The Government initially set-up a temporary allotment (‘Guzara Scheme’) which distributed evacuee land for the first spring and autumn harvests. Fixed amounts were distributed: six to eight acres for land in irrigated areas and 12.5 acres for land in non-irrigated areas. Eventually, when the governments of India and Pakistan exchanged land records, land was allotted permanently based on comparable unit of value calculations, which allocated a share of the land in Pakistani Punjab based on the value of the land that landholders lost in Indian Punjab.
The 1951 census tells us where the majority of the refugees went in the Punjab: 980k went to the Lyallpur (Faisalabad) district; 745k to the Lahore district; 713k to the Montgomery (Sahiwal) district; and 646k to the district of Multan.

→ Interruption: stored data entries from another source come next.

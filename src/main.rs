//! nuggan - an on-the-fly image proxy.
//!
//! This binary wires the configuration, the image library and one of the
//! transports together.

use std::process::ExitCode;
use std::sync::Arc;
use std::time::Duration;

use clap::Parser;
use tracing::{error, info};
use tracing_subscriber::{layer::SubscriberExt, util::SubscriberInitExt};

use nuggan::{
    config::{
        Cli, Command, DecodeConfig, EncodeConfig, LambdaConfig, ScaleDownConfig, ServeConfig,
    },
    create_router, run_transform, FetchedMedia, FileFetcher, HttpFetcher, ImageLibrary,
    ImageService, LambdaAdapter, MediaFetcher, ProxyConfig, RouterConfig, TransformParams,
    UrlCodec,
};

#[tokio::main]
async fn main() -> ExitCode {
    let cli = Cli::parse();

    match cli.into_command() {
        Command::Serve(config) => run_serve(config).await,
        Command::Encode(config) => run_encode(config),
        Command::Decode(config) => run_decode(config),
        Command::ScaleDown(config) => run_scale_down(config).await,
        Command::Lambda(config) => run_lambda(config).await,
    }
}

// =============================================================================
// Serve Command
// =============================================================================

async fn run_serve(config: ServeConfig) -> ExitCode {
    init_logging(config.verbose);

    if let Err(e) = config.validate() {
        error!("Configuration error: {}", e);
        return ExitCode::FAILURE;
    }

    let proxy = match ProxyConfig::load(&config.config) {
        Ok(proxy) => proxy,
        Err(e) => {
            error!("Configuration error: {}", e);
            return ExitCode::FAILURE;
        }
    };

    print_banner();

    info!("Configuration:");
    info!("  Config file: {}", config.config.display());
    info!("  Route prefix: {}", proxy.route_path());
    info!("  URL groups: {}", proxy.grouped_base_urls.len());
    info!("  Strict mode: {}", proxy.strict);
    if let Some(ref cache_control) = proxy.cache_control {
        info!("  Cache-Control: {}", cache_control);
    }
    info!(
        "  Fetch: {}s timeout, {}MB max",
        config.fetch_timeout,
        config.max_source_bytes / (1024 * 1024)
    );

    let library = match ImageLibrary::startup() {
        Ok(library) => Arc::new(library),
        Err(e) => {
            error!("Image library error: {}", e);
            return ExitCode::FAILURE;
        }
    };

    let fetcher = match HttpFetcher::new(config.fetch_timeout(), config.max_source_bytes) {
        Ok(fetcher) => fetcher,
        Err(e) => {
            error!("HTTP client error: {}", e);
            return ExitCode::FAILURE;
        }
    };

    let route_path = proxy.route_path();
    let service = ImageService::new(proxy, fetcher, Arc::clone(&library));
    let router = create_router(service, RouterConfig::new().with_tracing(!config.no_tracing));

    let addr = config.bind_address();

    info!("");
    info!("────────────────────────────────────────────────────────────────");
    info!("  Server listening on: http://{}", addr);
    info!("");
    info!("  Try these endpoints:");
    info!("    curl http://{}/health", addr);
    info!("    curl -I http://{}{}/0/0/-/-/320/-/-/<token>", addr, route_path);
    info!("────────────────────────────────────────────────────────────────");
    info!("");

    let listener = match tokio::net::TcpListener::bind(&addr).await {
        Ok(listener) => listener,
        Err(e) => {
            error!("Failed to bind to {}: {}", addr, e);
            return ExitCode::FAILURE;
        }
    };

    let served = axum::serve(listener, router)
        .with_graceful_shutdown(shutdown_signal())
        .await;

    // The router (and every service clone) is gone once serve returns
    drop(library);

    if let Err(e) = served {
        error!("Server error: {}", e);
        return ExitCode::FAILURE;
    }

    info!("Server stopped");
    ExitCode::SUCCESS
}

async fn shutdown_signal() {
    if let Err(e) = tokio::signal::ctrl_c().await {
        error!("Cannot listen for shutdown signal: {}", e);
        std::future::pending::<()>().await;
    }
    info!("Shutdown requested");
}

/// Print the startup banner.
fn print_banner() {
    let version = env!("CARGO_PKG_VERSION");
    info!("");
    info!("███╗   ██╗██╗   ██╗ ██████╗  ██████╗  █████╗ ███╗   ██╗");
    info!("████╗  ██║██║   ██║██╔════╝ ██╔════╝ ██╔══██╗████╗  ██║");
    info!("██╔██╗ ██║██║   ██║██║  ███╗██║  ███╗███████║██╔██╗ ██║");
    info!("██║╚██╗██║██║   ██║██║   ██║██║   ██║██╔══██║██║╚██╗██║");
    info!("██║ ╚████║╚██████╔╝╚██████╔╝╚██████╔╝██║  ██║██║ ╚████║");
    info!("╚═╝  ╚═══╝ ╚═════╝  ╚═════╝  ╚═════╝ ╚═╝  ╚═╝╚═╝  ╚═══╝");
    info!("");
    info!("                        v{}", version);
}

/// Initialize the tracing/logging subsystem.
fn init_logging(verbose: bool) {
    let env_filter = if verbose {
        "nuggan=debug,tower_http=debug"
    } else {
        "nuggan=info,tower_http=info"
    };

    tracing_subscriber::registry()
        .with(
            tracing_subscriber::EnvFilter::try_from_default_env()
                .unwrap_or_else(|_| env_filter.into()),
        )
        .with(tracing_subscriber::fmt::layer().with_writer(std::io::stderr))
        .init();
}

// =============================================================================
// Encode / Decode Commands
// =============================================================================

fn load_codec(path: &std::path::Path) -> Result<UrlCodec, ExitCode> {
    ProxyConfig::load(path)
        .map(|config| UrlCodec::from_config(&config))
        .map_err(|e| {
            eprintln!("Error: {}", e);
            ExitCode::FAILURE
        })
}

fn run_encode(config: EncodeConfig) -> ExitCode {
    let codec = match load_codec(&config.config) {
        Ok(codec) => codec,
        Err(code) => return code,
    };

    println!("{}", codec.encode(&config.url));
    ExitCode::SUCCESS
}

fn run_decode(config: DecodeConfig) -> ExitCode {
    let codec = match load_codec(&config.config) {
        Ok(codec) => codec,
        Err(code) => return code,
    };

    match codec.decode(&config.token) {
        Ok(url) => {
            println!("{}", url);
            ExitCode::SUCCESS
        }
        Err(e) => {
            eprintln!("Error: {}", e);
            ExitCode::FAILURE
        }
    }
}

// =============================================================================
// Scale-Down Command
// =============================================================================

async fn run_scale_down(config: ScaleDownConfig) -> ExitCode {
    init_logging(false);

    let library = match ImageLibrary::startup() {
        Ok(library) => library,
        Err(e) => {
            error!("Image library error: {}", e);
            return ExitCode::FAILURE;
        }
    };

    let media = match fetch_input(&config.input).await {
        Ok(media) => media,
        Err(message) => {
            error!("{}", message);
            return ExitCode::FAILURE;
        }
    };

    if !media.status.is_success() {
        error!(
            "Fails to fetch image from {}: {}",
            config.input, media.status
        );
        return ExitCode::FAILURE;
    }

    let source = match media.into_bytes().await {
        Ok(source) => source,
        Err(e) => {
            error!("Fails to read image from {}: {}", config.input, e);
            return ExitCode::FAILURE;
        }
    };

    let params = TransformParams::resize(config.width, Some(config.height));
    let output = match run_transform(&library, &source, &params) {
        Ok(output) => output,
        Err(e) => {
            error!("{}", e);
            return ExitCode::FAILURE;
        }
    };

    if let Err(e) = tokio::fs::write(&config.output, &output.data).await {
        error!("Fails to write {}: {}", config.output.display(), e);
        return ExitCode::FAILURE;
    }

    info!(
        "{} scaled down at {} x {} to {}",
        config.input,
        config.width,
        config.height,
        config.output.display()
    );
    ExitCode::SUCCESS
}

async fn fetch_input(url: &str) -> Result<FetchedMedia, String> {
    let fetched = if FileFetcher::handles(url) {
        FileFetcher::new().fetch(url).await
    } else {
        let fetcher = HttpFetcher::new(
            Duration::from_secs(nuggan::config::DEFAULT_FETCH_TIMEOUT_SECS),
            nuggan::config::DEFAULT_MAX_SOURCE_BYTES,
        )
        .map_err(|e| e.to_string())?;
        fetcher.fetch(url).await
    };

    fetched.map_err(|e| format!("Fails to fetch image from {}: {}", url, e))
}

// =============================================================================
// Lambda Command
// =============================================================================

async fn run_lambda(config: LambdaConfig) -> ExitCode {
    init_logging(false);

    let proxy = match ProxyConfig::load(&config.config) {
        Ok(proxy) => proxy,
        Err(e) => {
            error!("Configuration error: {}", e);
            return ExitCode::FAILURE;
        }
    };

    let library = match ImageLibrary::startup() {
        Ok(library) => Arc::new(library),
        Err(e) => {
            error!("Image library error: {}", e);
            return ExitCode::FAILURE;
        }
    };

    let fetcher = match HttpFetcher::new(
        Duration::from_secs(config.fetch_timeout),
        config.max_source_bytes,
    ) {
        Ok(fetcher) => fetcher,
        Err(e) => {
            error!("HTTP client error: {}", e);
            return ExitCode::FAILURE;
        }
    };

    let route_prefix = proxy.route_prefix.clone();
    let adapter = LambdaAdapter::new(ImageService::new(proxy, fetcher, library), &route_prefix);

    info!("Waiting for Lambda events under /{}/", route_prefix);
    if let Err(e) = adapter.run().await {
        error!("Lambda runtime error: {}", e);
        return ExitCode::FAILURE;
    }

    ExitCode::SUCCESS
}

It was no surprise that Lyallpur was a particularly attractive location for refugees. Much of the areas around the western doabs in Punjab, that are now part of Pakistan, were sparsely populated until the major irrigation projects which established a network of perennial canals from the 1880s onwards. The result was a large-scale agricultural colonisation of previously uncultivated or semi-cultivated land. The Lyallpur district was the quintessential canal colony district. Prior to the opening of the Chenab Canal it was inhabited by only a few and consisted of impenetrable jungles and sandy waste land.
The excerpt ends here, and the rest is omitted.